_Action item_
Report each line of the records below that holds the word "ParseError".

*** Opening of Data for review ***

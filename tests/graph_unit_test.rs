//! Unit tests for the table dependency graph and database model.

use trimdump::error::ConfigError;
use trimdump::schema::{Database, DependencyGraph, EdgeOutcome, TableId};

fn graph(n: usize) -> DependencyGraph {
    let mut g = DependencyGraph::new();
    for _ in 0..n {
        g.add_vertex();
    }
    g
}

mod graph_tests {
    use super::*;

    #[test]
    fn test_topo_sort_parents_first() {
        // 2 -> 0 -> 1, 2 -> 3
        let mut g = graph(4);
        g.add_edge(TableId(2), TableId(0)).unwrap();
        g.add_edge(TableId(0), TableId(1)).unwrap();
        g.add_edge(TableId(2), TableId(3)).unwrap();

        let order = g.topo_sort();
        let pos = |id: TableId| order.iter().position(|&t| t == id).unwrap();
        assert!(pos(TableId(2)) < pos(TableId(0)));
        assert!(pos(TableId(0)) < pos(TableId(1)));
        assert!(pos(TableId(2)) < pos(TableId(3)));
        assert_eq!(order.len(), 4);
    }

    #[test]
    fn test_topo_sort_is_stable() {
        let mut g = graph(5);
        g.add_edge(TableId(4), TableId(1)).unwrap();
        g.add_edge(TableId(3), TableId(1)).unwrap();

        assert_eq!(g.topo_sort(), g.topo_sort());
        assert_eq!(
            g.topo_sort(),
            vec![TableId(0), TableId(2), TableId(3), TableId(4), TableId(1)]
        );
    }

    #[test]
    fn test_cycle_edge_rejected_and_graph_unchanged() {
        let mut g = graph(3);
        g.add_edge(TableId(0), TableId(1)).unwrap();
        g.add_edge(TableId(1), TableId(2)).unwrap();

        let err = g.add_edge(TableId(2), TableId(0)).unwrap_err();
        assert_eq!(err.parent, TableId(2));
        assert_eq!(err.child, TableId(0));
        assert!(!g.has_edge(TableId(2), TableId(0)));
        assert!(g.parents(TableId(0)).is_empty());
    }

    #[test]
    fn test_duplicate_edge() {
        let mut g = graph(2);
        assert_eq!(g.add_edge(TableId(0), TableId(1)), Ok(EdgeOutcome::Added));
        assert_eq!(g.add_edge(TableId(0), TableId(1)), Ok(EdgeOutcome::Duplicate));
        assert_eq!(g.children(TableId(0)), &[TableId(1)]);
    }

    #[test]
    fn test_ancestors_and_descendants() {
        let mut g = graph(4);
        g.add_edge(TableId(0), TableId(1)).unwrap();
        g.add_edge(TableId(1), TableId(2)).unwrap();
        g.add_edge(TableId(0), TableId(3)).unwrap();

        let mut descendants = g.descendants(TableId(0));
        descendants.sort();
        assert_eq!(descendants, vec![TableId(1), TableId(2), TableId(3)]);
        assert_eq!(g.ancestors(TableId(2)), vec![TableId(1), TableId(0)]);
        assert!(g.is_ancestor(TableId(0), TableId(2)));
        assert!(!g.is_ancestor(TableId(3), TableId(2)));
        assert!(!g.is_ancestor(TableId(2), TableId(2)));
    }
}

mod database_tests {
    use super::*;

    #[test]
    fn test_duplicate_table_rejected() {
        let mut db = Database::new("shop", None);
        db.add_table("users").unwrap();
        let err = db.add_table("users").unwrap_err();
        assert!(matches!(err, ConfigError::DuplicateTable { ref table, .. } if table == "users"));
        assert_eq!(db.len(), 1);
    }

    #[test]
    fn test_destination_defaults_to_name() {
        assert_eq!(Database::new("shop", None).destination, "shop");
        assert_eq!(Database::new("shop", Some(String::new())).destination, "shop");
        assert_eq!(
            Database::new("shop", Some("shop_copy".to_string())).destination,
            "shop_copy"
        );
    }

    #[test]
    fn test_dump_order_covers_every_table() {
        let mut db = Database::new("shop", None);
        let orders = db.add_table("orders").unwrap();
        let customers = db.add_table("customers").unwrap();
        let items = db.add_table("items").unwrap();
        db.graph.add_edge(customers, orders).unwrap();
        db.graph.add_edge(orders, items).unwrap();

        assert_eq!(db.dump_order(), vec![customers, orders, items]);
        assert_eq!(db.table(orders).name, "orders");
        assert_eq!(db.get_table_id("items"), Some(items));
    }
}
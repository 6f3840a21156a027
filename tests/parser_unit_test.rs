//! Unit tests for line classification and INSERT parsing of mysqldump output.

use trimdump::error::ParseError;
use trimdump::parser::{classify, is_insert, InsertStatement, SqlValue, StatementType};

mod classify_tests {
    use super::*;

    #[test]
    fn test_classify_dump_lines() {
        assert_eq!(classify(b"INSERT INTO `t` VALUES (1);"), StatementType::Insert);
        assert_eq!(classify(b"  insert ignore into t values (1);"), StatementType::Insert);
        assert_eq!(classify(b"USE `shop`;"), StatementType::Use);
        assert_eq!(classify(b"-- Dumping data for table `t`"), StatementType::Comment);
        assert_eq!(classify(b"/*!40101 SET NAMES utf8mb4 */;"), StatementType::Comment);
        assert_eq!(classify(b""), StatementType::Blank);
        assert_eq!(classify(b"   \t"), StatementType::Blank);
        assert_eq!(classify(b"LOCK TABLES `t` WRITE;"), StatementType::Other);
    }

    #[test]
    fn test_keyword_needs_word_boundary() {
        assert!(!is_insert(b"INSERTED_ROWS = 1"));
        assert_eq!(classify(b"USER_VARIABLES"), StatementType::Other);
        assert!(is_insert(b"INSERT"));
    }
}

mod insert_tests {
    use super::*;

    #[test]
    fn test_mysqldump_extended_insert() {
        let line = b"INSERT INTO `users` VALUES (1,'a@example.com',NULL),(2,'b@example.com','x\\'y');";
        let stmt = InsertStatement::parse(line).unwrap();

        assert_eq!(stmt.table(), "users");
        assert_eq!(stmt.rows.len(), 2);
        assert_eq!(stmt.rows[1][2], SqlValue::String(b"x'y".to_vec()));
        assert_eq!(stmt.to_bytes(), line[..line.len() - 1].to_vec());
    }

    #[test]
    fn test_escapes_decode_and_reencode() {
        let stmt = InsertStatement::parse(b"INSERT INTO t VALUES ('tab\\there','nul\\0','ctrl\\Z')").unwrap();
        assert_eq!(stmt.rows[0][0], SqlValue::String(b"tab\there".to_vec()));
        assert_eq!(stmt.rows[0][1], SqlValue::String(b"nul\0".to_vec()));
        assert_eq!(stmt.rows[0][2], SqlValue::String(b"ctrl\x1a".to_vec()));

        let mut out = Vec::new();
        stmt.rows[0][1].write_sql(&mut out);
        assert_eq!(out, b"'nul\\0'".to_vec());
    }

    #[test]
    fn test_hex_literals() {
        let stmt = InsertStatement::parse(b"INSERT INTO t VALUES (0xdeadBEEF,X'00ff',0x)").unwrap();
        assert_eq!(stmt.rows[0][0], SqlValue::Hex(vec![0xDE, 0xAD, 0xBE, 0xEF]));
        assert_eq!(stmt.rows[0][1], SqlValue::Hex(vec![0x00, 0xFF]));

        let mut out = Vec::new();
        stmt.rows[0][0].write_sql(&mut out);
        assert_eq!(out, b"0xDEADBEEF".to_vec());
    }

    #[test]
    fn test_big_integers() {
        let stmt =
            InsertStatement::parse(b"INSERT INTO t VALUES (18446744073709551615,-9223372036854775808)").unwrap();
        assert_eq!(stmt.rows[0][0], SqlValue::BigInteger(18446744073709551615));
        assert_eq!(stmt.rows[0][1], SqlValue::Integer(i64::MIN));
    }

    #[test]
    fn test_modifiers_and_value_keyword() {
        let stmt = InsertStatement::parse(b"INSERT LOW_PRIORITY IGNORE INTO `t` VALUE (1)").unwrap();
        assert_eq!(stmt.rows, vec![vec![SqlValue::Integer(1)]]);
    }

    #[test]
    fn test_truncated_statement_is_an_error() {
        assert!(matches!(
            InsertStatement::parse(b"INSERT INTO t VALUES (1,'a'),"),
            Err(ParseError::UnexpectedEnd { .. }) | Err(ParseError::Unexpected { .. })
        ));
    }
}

*** Close of Data for review ***
*** Opening of Data for review ***

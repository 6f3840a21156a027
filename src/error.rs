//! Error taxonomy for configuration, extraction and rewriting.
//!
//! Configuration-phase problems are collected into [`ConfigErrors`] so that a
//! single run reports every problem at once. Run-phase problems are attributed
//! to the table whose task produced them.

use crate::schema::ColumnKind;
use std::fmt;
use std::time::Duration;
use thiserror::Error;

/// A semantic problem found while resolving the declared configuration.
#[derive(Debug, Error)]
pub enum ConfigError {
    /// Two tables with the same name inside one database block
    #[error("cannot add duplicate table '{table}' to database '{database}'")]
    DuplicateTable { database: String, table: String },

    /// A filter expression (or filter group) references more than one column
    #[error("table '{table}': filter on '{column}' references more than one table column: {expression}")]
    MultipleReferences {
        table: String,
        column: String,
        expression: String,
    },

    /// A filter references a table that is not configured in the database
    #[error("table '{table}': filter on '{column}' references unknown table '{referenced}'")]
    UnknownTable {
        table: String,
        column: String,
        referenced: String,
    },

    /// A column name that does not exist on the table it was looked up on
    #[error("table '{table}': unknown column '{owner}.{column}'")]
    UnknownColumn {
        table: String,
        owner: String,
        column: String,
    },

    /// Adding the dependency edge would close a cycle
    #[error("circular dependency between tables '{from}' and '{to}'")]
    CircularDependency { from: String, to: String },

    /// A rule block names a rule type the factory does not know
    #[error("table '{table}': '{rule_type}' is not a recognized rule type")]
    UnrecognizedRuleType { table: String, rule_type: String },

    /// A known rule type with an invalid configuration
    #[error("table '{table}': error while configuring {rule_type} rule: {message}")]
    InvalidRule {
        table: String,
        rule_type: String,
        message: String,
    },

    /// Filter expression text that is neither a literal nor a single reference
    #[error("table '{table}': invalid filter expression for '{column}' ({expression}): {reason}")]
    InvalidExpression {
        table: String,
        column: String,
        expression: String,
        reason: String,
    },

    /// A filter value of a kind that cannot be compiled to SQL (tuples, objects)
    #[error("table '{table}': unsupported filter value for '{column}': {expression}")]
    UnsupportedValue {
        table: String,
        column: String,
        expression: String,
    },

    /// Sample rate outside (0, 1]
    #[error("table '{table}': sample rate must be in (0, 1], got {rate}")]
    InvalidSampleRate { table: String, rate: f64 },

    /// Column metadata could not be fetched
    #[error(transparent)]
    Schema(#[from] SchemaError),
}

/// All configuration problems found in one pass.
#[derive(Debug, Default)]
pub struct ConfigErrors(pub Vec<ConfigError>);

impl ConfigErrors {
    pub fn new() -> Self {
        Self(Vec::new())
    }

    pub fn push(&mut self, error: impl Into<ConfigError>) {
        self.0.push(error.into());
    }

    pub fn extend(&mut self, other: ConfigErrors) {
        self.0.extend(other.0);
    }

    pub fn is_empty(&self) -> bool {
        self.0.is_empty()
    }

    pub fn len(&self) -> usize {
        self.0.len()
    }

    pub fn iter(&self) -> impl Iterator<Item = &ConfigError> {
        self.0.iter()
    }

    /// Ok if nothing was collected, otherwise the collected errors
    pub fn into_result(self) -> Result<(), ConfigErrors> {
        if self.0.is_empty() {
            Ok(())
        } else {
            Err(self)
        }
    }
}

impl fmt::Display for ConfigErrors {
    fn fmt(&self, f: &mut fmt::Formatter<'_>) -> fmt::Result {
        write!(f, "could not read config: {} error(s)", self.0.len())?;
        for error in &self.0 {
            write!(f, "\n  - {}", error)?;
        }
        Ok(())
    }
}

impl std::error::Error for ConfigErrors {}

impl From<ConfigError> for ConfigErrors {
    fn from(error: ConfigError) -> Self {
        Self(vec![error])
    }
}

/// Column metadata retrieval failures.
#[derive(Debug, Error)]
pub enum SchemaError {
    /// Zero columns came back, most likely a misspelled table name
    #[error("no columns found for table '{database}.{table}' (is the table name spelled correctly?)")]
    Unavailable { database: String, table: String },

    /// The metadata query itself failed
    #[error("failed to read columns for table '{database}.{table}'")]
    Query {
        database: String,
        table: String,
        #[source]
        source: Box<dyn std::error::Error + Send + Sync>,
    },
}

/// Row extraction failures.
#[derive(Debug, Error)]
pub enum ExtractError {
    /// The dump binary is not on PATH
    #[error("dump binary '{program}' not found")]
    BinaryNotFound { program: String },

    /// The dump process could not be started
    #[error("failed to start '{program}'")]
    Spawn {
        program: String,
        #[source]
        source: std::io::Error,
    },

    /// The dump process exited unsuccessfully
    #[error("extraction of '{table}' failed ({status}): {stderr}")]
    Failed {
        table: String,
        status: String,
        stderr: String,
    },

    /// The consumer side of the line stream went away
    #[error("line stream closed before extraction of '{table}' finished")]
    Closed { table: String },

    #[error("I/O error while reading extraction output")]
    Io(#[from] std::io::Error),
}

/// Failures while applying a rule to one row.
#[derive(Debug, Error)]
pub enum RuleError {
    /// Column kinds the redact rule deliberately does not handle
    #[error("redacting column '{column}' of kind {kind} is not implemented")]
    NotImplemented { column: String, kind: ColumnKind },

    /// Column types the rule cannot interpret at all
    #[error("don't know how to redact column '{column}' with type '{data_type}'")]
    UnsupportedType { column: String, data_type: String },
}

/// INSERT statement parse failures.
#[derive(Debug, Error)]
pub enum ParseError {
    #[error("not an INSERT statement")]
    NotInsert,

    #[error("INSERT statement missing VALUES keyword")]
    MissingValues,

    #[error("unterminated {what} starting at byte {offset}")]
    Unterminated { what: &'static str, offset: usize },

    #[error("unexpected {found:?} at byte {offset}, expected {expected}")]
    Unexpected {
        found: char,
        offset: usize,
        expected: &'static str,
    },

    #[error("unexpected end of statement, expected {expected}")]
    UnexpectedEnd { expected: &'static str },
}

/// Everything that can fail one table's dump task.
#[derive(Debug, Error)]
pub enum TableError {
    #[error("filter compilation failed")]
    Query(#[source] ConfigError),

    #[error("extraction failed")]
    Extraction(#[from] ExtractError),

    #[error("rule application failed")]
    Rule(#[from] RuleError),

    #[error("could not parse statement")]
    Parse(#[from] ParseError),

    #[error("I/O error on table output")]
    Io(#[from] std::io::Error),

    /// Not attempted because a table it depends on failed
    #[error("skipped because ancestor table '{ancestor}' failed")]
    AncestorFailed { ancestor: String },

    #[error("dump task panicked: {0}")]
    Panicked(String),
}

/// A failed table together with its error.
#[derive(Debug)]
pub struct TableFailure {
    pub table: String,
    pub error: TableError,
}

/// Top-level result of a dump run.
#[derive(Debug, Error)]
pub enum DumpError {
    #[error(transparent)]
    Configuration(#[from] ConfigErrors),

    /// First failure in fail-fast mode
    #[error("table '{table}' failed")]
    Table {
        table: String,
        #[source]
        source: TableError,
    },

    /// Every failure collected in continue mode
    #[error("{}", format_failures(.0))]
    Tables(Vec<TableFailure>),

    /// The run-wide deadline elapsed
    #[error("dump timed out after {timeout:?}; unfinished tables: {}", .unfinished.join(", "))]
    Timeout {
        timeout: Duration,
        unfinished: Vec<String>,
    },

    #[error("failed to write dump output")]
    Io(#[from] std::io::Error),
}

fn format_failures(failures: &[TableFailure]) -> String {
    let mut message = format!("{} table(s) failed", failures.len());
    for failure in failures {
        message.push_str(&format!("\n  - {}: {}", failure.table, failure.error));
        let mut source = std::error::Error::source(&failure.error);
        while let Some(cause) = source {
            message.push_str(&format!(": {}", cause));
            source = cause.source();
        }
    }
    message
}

*** Close of Data for review ***

_Answer for the task_
use trimdump::error::ParseError;
            Err(ParseError::UnexpectedEnd { .. }) | Err(ParseError::Unexpected { .. })
pub enum ParseError {
    Parse(#[from] ParseError),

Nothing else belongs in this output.